17 septembre 2026

Les livres, produits très dangereux ?

Ils sont quelques-uns déjà à nous avoir alerter sur "l'horrible danger de la lecture". Voltaire tout d'abord avec sa lettre satirique toute en anti-phrases, publié en 1766. Cervantes auparavant avait fait de son hidalgo un bibliophile passionné que la lecture rendait fou; et l'on n'a pas oublié que, d'après Flaubert, c'est bien la lecture des romans à l'eau de rose qui a mené Emma Bovary à sa perte. 
Mais je ne m'attendais pas à trouver ce panneau dans le couloir d'un hôpital ! Du coup je n'ai pas osé ouvrir la porte.  De peur de me faire intoxiquer !  

 

En France il ne peut s'agir que d'un oubli, ou d'une facétie, mais ailleurs ? Aux Etats-Unis ? En Iran ?  Partout où des livres sont bannis ? 

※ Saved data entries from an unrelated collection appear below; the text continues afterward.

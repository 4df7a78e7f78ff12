#![allow(dead_code)]

use async_trait::async_trait;
use std::{
    collections::HashMap,
    num::NonZeroU32,
    sync::{Arc, Mutex},
};
use ton_watcher::{
    api::AppState,
    chain::{
        BlockRef, BlockTransaction, ClientSettings, LiteTransport,
        ResilientClient, TransactionPage,
        shards::{ShardDescriptor, ShardTree, encode_shard_list},
    },
    error::RpcError,
    filter::AddressFilter,
    repo::MemoryStore,
    tracking::TrackingService,
    utils::Fingerprint,
};

type Key = (i32, i64, u32);

#[derive(Default)]
struct ChainState {
    head: u32,
    shards: Vec<(i64, u32)>,
    blocks: HashMap<Key, BlockRef>,
    transactions: HashMap<Key, Vec<BlockTransaction>>,
}

/// Scripted lite-server: the test decides which shards exist and which
/// blocks and transactions the node already knows.
#[derive(Default)]
pub struct FakeChain {
    state: Mutex<ChainState>,
}

pub fn block(shard: i64, seqno: u32) -> BlockRef {
    BlockRef {
        workchain: 0,
        shard,
        seqno,
        root_hash: [seqno as u8; 32],
        file_hash: [0xfe; 32],
    }
}

pub fn fingerprint(seed: u8) -> Fingerprint {
    Fingerprint([seed; 32])
}

impl FakeChain {
    /// Sets the shard tips and registers every block up to each tip.
    pub fn advance(&self, head: u32, shards: &[(i64, u32)]) {
        let mut st = self.state.lock().unwrap();
        st.head = head;
        st.shards = shards.to_vec();
        for &(shard, seqno) in shards {
            for s in seqno.saturating_sub(16)..=seqno {
                st.blocks.entry((0, shard, s)).or_insert(block(shard, s));
            }
        }
    }

    pub fn add_transaction(
        &self,
        shard: i64,
        seqno: u32,
        account: Fingerprint,
        lt: u64,
    ) {
        let mut hash = [0u8; 32];
        hash[..8].copy_from_slice(&lt.to_be_bytes());
        hash[31] = account.0[0];
        self.state
            .lock()
            .unwrap()
            .transactions
            .entry((0, shard, seqno))
            .or_default()
            .push(BlockTransaction { account, lt, hash });
    }

    fn shard_list(&self) -> Vec<u8> {
        let st = self.state.lock().unwrap();
        let mut leaves = st.shards.iter().rev().map(|&(shard, seqno)| {
            ShardTree::Leaf(ShardDescriptor {
                workchain: 0,
                shard,
                seqno,
                root_hash: [1; 32],
                file_hash: [2; 32],
            })
        });
        let last = leaves.next().expect("at least one shard");
        let tree = leaves.fold(last, |acc, leaf| ShardTree::fork(leaf, acc));
        encode_shard_list(0, &tree).unwrap()
    }
}

#[async_trait]
impl LiteTransport for FakeChain {
    async fn connect(&self) -> Result<(), RpcError> {
        Ok(())
    }

    async fn masterchain_info(&self) -> Result<BlockRef, RpcError> {
        let head = self.state.lock().unwrap().head;
        Ok(BlockRef {
            workchain: -1,
            shard: i64::MIN,
            seqno: head,
            root_hash: [0; 32],
            file_hash: [0; 32],
        })
    }

    async fn all_shards_info(
        &self,
        _head: &BlockRef,
    ) -> Result<Vec<u8>, RpcError> {
        Ok(self.shard_list())
    }

    async fn lookup_block(
        &self,
        workchain: i32,
        shard: i64,
        seqno: u32,
    ) -> Result<BlockRef, RpcError> {
        self.state
            .lock()
            .unwrap()
            .blocks
            .get(&(workchain, shard, seqno))
            .cloned()
            .ok_or(RpcError::NotFound)
    }

    async fn list_block_transactions(
        &self,
        block: &BlockRef,
        count: u32,
    ) -> Result<TransactionPage, RpcError> {
        let all = self
            .state
            .lock()
            .unwrap()
            .transactions
            .get(&(block.workchain, block.shard, block.seqno))
            .cloned()
            .unwrap_or_default();
        Ok(TransactionPage {
            incomplete: all.len() > count as usize,
            transactions: all.into_iter().take(count as usize).collect(),
        })
    }
}

pub struct Harness {
    pub chain: Arc<FakeChain>,
    pub store: Arc<MemoryStore>,
    pub filter: Arc<AddressFilter>,
    pub client: Arc<ResilientClient>,
}

impl Harness {
    pub fn new() -> Self {
        let chain = Arc::new(FakeChain::default());
        chain.advance(1, &[(i64::MIN, 1)]);
        let settings = ClientSettings {
            rate_per_sec: NonZeroU32::new(1_000).unwrap(),
            ..ClientSettings::default()
        };
        let client = Arc::new(ResilientClient::new(chain.clone(), settings));
        Self {
            chain,
            store: Arc::new(MemoryStore::new()),
            filter: Arc::new(AddressFilter::new(1_000, 0.001)),
            client,
        }
    }

    pub fn tracking(&self) -> TrackingService {
        TrackingService::new(self.store.clone(), self.filter.clone())
    }

    pub fn app_state(&self) -> AppState {
        AppState {
            tracking: self.tracking(),
            store: self.store.clone(),
            client: self.client.clone(),
        }
    }
}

Premières fois, premières photos

Encore une exposition photos, mais cette fois-ci au Pavillon populaire de Montpellier.  
 
 
Beaucoup de choses à découvrir dans cette exposition : d'une part les innovations techniques dans le domaine de la photo ( brevets déposés pour chaque innovation aussi mineure soit-elle, mais c'est leur accumulation qui fait avancer la photographie),  d'autre part les toutes premières photos réalisés par des photographes connus. Des clichés qui ne laissent pas forcément présager de ce qu'ils feront plus tard. 
 
En dehors des considérations savantes, historiques ou scientifiques, l'exposition offre bien des occasions de sourire.  Comme devant ce portrait de jeune fille pour le moins ... renfrognée. 
 
 
 Cyprien Tessié du Motay et Charles-Raphaël Maréchal, Portrait nde femme, phototype,1866
 
 
 

Pierre Paulin


Pierre Paulin, dont quelques pièces de mobilier sont actuellement présentées au Musée Fabre de Montpellier est le designer français représentatif de ce mouvement que l'on appelle maintenant MCM pour Mid Century Modern. 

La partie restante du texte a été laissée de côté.